Y lo que más se trabaja son las primeras, pues en la ciudad tienen harta hinchada. Incluso porque en algunos cementerios de Quito se exige que las lápidas tengan formas y medidas uniformes, cuenta Guaña.

En la ruralidad es otro cantar, allí se prefieren los trabajos más elaborados, porque su gente considera que adornar la tumba de su ser querido es el último gran homenaje que le pueden hacer.

Fernando Rivera lleva 60 años en el oficio. Foto: Betty Beltrán / ÚN

Fernando Rivera lleva 60 años en el oficio. Foto: Betty Beltrán / ÚN

El dinero que se paga por esas lápidas también dependerá del material y de los acabados. Por ejemplo, el mármol fino de Carrara es importado de Italia y el metro cuadrado está entre USD 120 y 130.

En cambio, el mármol nacional se trae desde Otavalo (Selva Alegre); allí le venden por quintales, que más o menos está en USD 25. Ese cantidad le sirve para hacer una chulla lápida y con los sobrantes los floreros que la acompañan.

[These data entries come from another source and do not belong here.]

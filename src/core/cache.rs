//! Purpose: Serve random-access row reads over a remote paged source.
//! Exports: `RowSource`, `RowsPage`, `PagedCache`, `DEFAULT_WINDOW`.
//! Role: Sparse index-to-record cache with windowed fetch and prefetch.
//! Invariants: Entries are immutable once set; the cache only ever grows.
//! Invariants: Two outstanding fetches never cover the same index; the
//! Invariants: cached/in-flight check and registration share one lock scope.
//! Notes: Unbounded growth is accepted; sessions are interactive and bounded.

use std::collections::HashMap;
use std::sync::{Arc, Condvar, Mutex, MutexGuard};

use crate::core::error::{Error, ErrorKind};
use crate::core::record::Record;

/// Rows fetched per round-trip when a miss occurs.
pub const DEFAULT_WINDOW: usize = 20;

/// One page of a remote ordered sequence: the server-reported total row
/// count plus up to `length` records starting at the requested offset.
#[derive(Debug)]
pub struct RowsPage {
    pub total: usize,
    pub rows: Vec<Record>,
}

/// A remote paged-rows endpoint bound to one concrete sequence.
pub trait RowSource: Send + Sync {
    fn fetch_rows(&self, offset: usize, length: usize) -> Result<RowsPage, Error>;
}

/// Cheap-to-clone handle over the shared cache state for one dataset.
#[derive(Clone)]
pub struct PagedCache {
    inner: Arc<CacheInner>,
}

impl std::fmt::Debug for PagedCache {
    fn fmt(&self, f: &mut std::fmt::Formatter<'_>) -> std::fmt::Result {
        f.debug_struct("PagedCache")
            .field("window", &self.inner.window)
            .field("total", &self.inner.total)
            .finish_non_exhaustive()
    }
}

struct CacheInner {
    source: Box<dyn RowSource>,
    window: usize,
    total: usize,
    state: Mutex<CacheState>,
    settled: Condvar,
}

#[derive(Default)]
struct CacheState {
    rows: HashMap<usize, Record>,
    // [start, end) windows with an outstanding fetch.
    in_flight: Vec<(usize, usize)>,
}

impl PagedCache {
    pub fn new(source: Box<dyn RowSource>, total: usize) -> Self {
        Self::with_window(source, total, DEFAULT_WINDOW)
    }

    pub fn with_window(source: Box<dyn RowSource>, total: usize, window: usize) -> Self {
        Self {
            inner: Arc::new(CacheInner {
                source,
                window: window.max(1),
                total,
                state: Mutex::new(CacheState::default()),
                settled: Condvar::new(),
            }),
        }
    }

    pub fn total(&self) -> usize {
        self.inner.total
    }

    pub fn window(&self) -> usize {
        self.inner.window
    }

    pub fn contains(&self, index: usize) -> bool {
        self.inner
            .lock()
            .map(|state| state.rows.contains_key(&index))
            .unwrap_or(false)
    }

    /// Prime the cache with a row obtained out of band (the discovery probe).
    pub fn seed(&self, index: usize, record: Record) {
        if let Ok(mut state) = self.inner.lock() {
            state.rows.entry(index).or_insert(record);
        }
    }

    /// Resolve the record at `index`, fetching the covering window on a miss.
    /// A row absent from an otherwise successful response is a fetch failure
    /// for that index only; previously cached entries are never invalidated.
    pub fn ensure(&self, index: usize) -> Result<Record, Error> {
        let inner = &self.inner;
        if index >= inner.total {
            return Err(Error::new(ErrorKind::Usage)
                .with_message("index is past the reported total")
                .with_index(index));
        }

        let (start, end) = {
            let mut state = inner.lock()?;
            loop {
                if let Some(record) = state.rows.get(&index) {
                    tracing::trace!(index, "row cache hit");
                    return Ok(record.clone());
                }
                if covered(&state.in_flight, index) {
                    state = inner
                        .settled
                        .wait(state)
                        .map_err(|_| poisoned())?;
                    continue;
                }
                let end = (index + inner.window).min(inner.total);
                state.in_flight.push((index, end));
                break (index, end);
            }
        };

        tracing::debug!(start, end, "fetching row window");
        let fetched = inner.source.fetch_rows(start, end - start);

        let mut state = inner.lock()?;
        state.in_flight.retain(|span| *span != (start, end));
        let result = match fetched {
            Ok(page) => {
                for (offset, record) in page.rows.into_iter().enumerate() {
                    // First writer wins; row values are idempotent per index.
                    state.rows.entry(start + offset).or_insert(record);
                }
                state.rows.get(&index).cloned().ok_or_else(|| {
                    Error::new(ErrorKind::Fetch)
                        .with_message("row missing from response window")
                        .with_index(index)
                })
            }
            Err(err) => Err(if err.index().is_some() {
                err
            } else {
                err.with_index(index)
            }),
        };
        inner.settled.notify_all();
        result
    }

    /// Fire-and-forget window warming. Returns without a request (and
    /// without a thread) when `index` is already cached or in flight;
    /// otherwise a background thread runs `ensure` and swallows the outcome.
    pub fn prefetch(&self, index: usize) {
        if index >= self.inner.total {
            return;
        }
        {
            let Ok(state) = self.inner.lock() else {
                return;
            };
            if state.rows.contains_key(&index) || covered(&state.in_flight, index) {
                return;
            }
        }
        let cache = self.clone();
        let spawned = std::thread::Builder::new()
            .name("tabulite-prefetch".to_string())
            .spawn(move || {
                if let Err(err) = cache.ensure(index) {
                    tracing::debug!(index, %err, "prefetch failed; ignored");
                }
            });
        if spawned.is_err() {
            tracing::debug!(index, "prefetch thread unavailable; skipped");
        }
    }
}

impl CacheInner {
    fn lock(&self) -> Result<MutexGuard<'_, CacheState>, Error> {
        self.state.lock().map_err(|_| poisoned())
    }
}

fn covered(in_flight: &[(usize, usize)], index: usize) -> bool {
    in_flight
        .iter()
        .any(|(start, end)| index >= *start && index < *end)
}

fn poisoned() -> Error {
    Error::new(ErrorKind::Internal).with_message("row cache lock poisoned")
}
//! Purpose: Define the record representation shared by parsers and stores.
//! Exports: `Record`, `decode_record`.
//! Role: Decode boundary that centralizes serde_json usage for records.
//! Invariants: A record is an open field map; the core never validates shape.
//! Invariants: Decode failures map to `ErrorKind::Decode` here, once, so
//! Invariants: parsers stay skip-only and stores never see raw serde errors.

use serde_json::{Map, Value};

use crate::core::error::{Error, ErrorKind};

/// One dataset entry: an open-ended field-name to value mapping.
pub type Record = Map<String, Value>;

/// Decode one independent record from a text fragment. Non-object JSON
/// (bare numbers, arrays) is rejected: downstream consumers key by field.
pub(crate) fn decode_record(input: &str) -> Result<Record, Error> {
    serde_json::from_str(input).map_err(|err| {
        Error::new(ErrorKind::Decode)
            .with_message("invalid record json")
            .with_source(err)
    })
}
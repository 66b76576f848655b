//! Purpose: Engine modules for parsing, caching, and random record access.
//! Exports: `error`, `record`, `jsonl`, `table`, `cache`, `store`.
//! Role: Private engine behind `api`; no transport or UI concerns here.
//! Invariants: Parsers are pure functions over in-memory text.
//! Invariants: The only shared mutable state lives inside `cache::PagedCache`.
pub mod cache;
pub mod error;
pub mod jsonl;
pub mod record;
pub mod store;
pub mod table;
//! Purpose: Define the stable public boundary for dataset browsing hosts.
//! Exports: Errors, records, parsers, store, cache, remote client, session.
//! Role: Public, additive-only surface; hides engine module layout.
//! Invariants: This module is the only public path UI hosts should import.
//! Invariants: Navigation is silent on out-of-range requests by contract.

mod remote;
mod session;
mod upload;

pub type ApiResult<T> = Result<T, Error>;

pub use crate::core::cache::{DEFAULT_WINDOW, PagedCache, RowSource, RowsPage};
pub use crate::core::error::{Error, ErrorKind};
pub use crate::core::{jsonl, table};
pub use crate::core::record::Record;
pub use crate::core::store::{Lookup, RecordStore};
pub use remote::{Connected, RemoteSource, RowsClient, SourceSpec, connect};
pub use session::{RecordSink, Session};
pub use upload::{UploadFormat, parse_upload};
//! Config file round trips

use std::time::Duration;
use tempfile::tempdir;
use tvctl_communication::FlowControl;
use tvctl_settings::{Config, SettingsError};

#[test]
fn test_toml_round_trip() {
    let dir = tempdir().unwrap();
    let path = dir.path().join("nested").join("config.toml");

    let mut config = Config::default();
    config.connection.port = "/dev/ttyACM0".to_string();
    config.connection.flow_control = FlowControl::Hardware;
    config.protocol.command_gap_ms = 250;

    config.save_to_file(&path).unwrap();
    let loaded = Config::load_from_file(&path).unwrap();

    assert_eq!(loaded, config);
    assert_eq!(
        loaded.controller_config().command_gap,
        Duration::from_millis(250)
    );
}

#[test]
fn test_json_round_trip() {
    let dir = tempdir().unwrap();
    let path = dir.path().join("config.json");

    let config = Config::default();
    config.save_to_file(&path).unwrap();

    assert_eq!(Config::load_from_file(&path).unwrap(), config);
}

#[test]
fn test_missing_file_falls_back_to_defaults() {
    let dir = tempdir().unwrap();
    let path = dir.path().join("absent.toml");

    assert_eq!(Config::load_or_default(&path).unwrap(), Config::default());
    assert!(matches!(
        Config::load_from_file(&path),
        Err(SettingsError::IoError(_))
    ));
}

#[test]
fn test_invalid_file_is_rejected() {
    let dir = tempdir().unwrap();
    let path = dir.path().join("config.toml");
    std::fs::write(&path, "[connection]\nbaud_rate = 0\n").unwrap();

    assert!(matches!(
        Config::load_from_file(&path),
        Err(SettingsError::Config(_))
    ));

    std::fs::write(&path, "[connection\n").unwrap();
    assert!(matches!(
        Config::load_from_file(&path),
        Err(SettingsError::TomlError(_))
    ));
}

Afortunadamente, dice Guaña, les queda sus clientes de las afueras del Distrito. Con ellos se sustentan los negocios, porque además, una placa no es que la estén cambiando siempre. Una lápida puede deteriorarse en 50 años, lo que se estila es hacerle arreglos de pintura y nada más.

Justo frente al cementerio de San Diego está el local del marmolero más antiguo del lugar. Se llama Fernando Rivera, y hace 60 años mantiene su Marmolería Azuay. Dice que perdió la cuenta de cuantas lápidas ha hecho a lo largo de su carrera. Pero eso sí, todas las elaboró con esmero y dedicación.

De aquello dan cuenta sus manos gruesas y blancas de tanto empuñar el martillo y el cincel para tallar las lápidas. La crisis le enseñó que cualquier trabajo es bueno, y aunque el cliente le pida una sencilla (nombre, fecha y una cruz) siempre se esmera para dejarla igualmente impecable.

Ese es su credo y del resto de sus colegas también. Porque todos están conscientes de que al trabajo no hay que hacerle el feo y aceptar lo que hay, del ‘lobo un pelo’.

La crisis que les agobia, según Agustín Cabrera, de la Marmolería El Rosario, ya suma cinco años y para ayudarse mutuamente y encontrar salidas se están organizando en una asociación. La idea es ayudarse entre todos los emprendedores del arte del mármol y no ver morir a su oficio.